* _INPUT FOR THIS TASK_:
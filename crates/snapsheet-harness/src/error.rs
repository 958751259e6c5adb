use std::path::PathBuf;

use snapsheet_core::SheetError;
use thiserror::Error;

pub type Result<T> = std::result::Result<T, HarnessError>;

#[derive(Debug, Error)]
pub enum HarnessError {
    #[error("I/O error: {0}")]
    Io(#[from] std::io::Error),

    #[error("JSON error: {0}")]
    Json(#[from] serde_json::Error),

    #[error("sheet error: {0}")]
    Sheet(#[from] SheetError),

    #[error("trace file does not exist: {path}")]
    MissingTrace { path: PathBuf },

    #[error("invalid trace: {message}")]
    InvalidTrace { message: String },

    #[error("sheet did not settle within {frames} frames")]
    SettleTimeout { frames: u32 },
}

impl HarnessError {
    #[must_use]
    pub fn exit_code(&self) -> i32 {
        match self {
            Self::Json(_) | Self::InvalidTrace { .. } | Self::MissingTrace { .. } => 2,
            Self::Sheet(err) if err.is_misconfiguration() => 3,
            Self::SettleTimeout { .. } => 4,
            _ => 1,
        }
    }

    #[must_use]
    pub fn invalid(message: impl Into<String>) -> Self {
        Self::InvalidTrace {
            message: message.into(),
        }
    }
}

* _TASK REQUIREMENTS_:
In this exercise, the data above is to be printed exactly.

* _THE COMPLETED TASK_:
filename crates/snapsheet-harness/src/error.rs
repository 958751259e6c5adb
use std::path::PathBuf;

use snapsheet_core::SheetError;
use thiserror::Error;

pub type Result<T> = std::result::Result<T, HarnessError>;

#[derive(Debug, Error)]
pub enum HarnessError {
    #[error("I/O error: {0}")]
    Io(#[from] std::io::Error),

    #[error("JSON error: {0}")]
    Json(#[from] serde_json::Error),

    #[error("sheet error: {0}")]
    Sheet(#[from] SheetError),

    #[error("trace file does not exist: {path}")]
    MissingTrace { path: PathBuf },

    #[error("invalid trace: {message}")]
    InvalidTrace { message: String },

    #[error("sheet did not settle within {frames} frames")]
    SettleTimeout { frames: u32 },
}

impl HarnessError {
    #[must_use]
    pub fn exit_code(&self) -> i32 {
        match self {
            Self::Json(_) | Self::InvalidTrace { .. } | Self::MissingTrace { .. } => 2,
            Self::Sheet(err) if err.is_misconfiguration() => 3,
            Self::SettleTimeout { .. } => 4,
            _ => 1,
        }
    }

    #[must_use]
    pub fn invalid(message: impl Into<String>) -> Self {
        Self::InvalidTrace {
            message: message.into(),
        }
    }
}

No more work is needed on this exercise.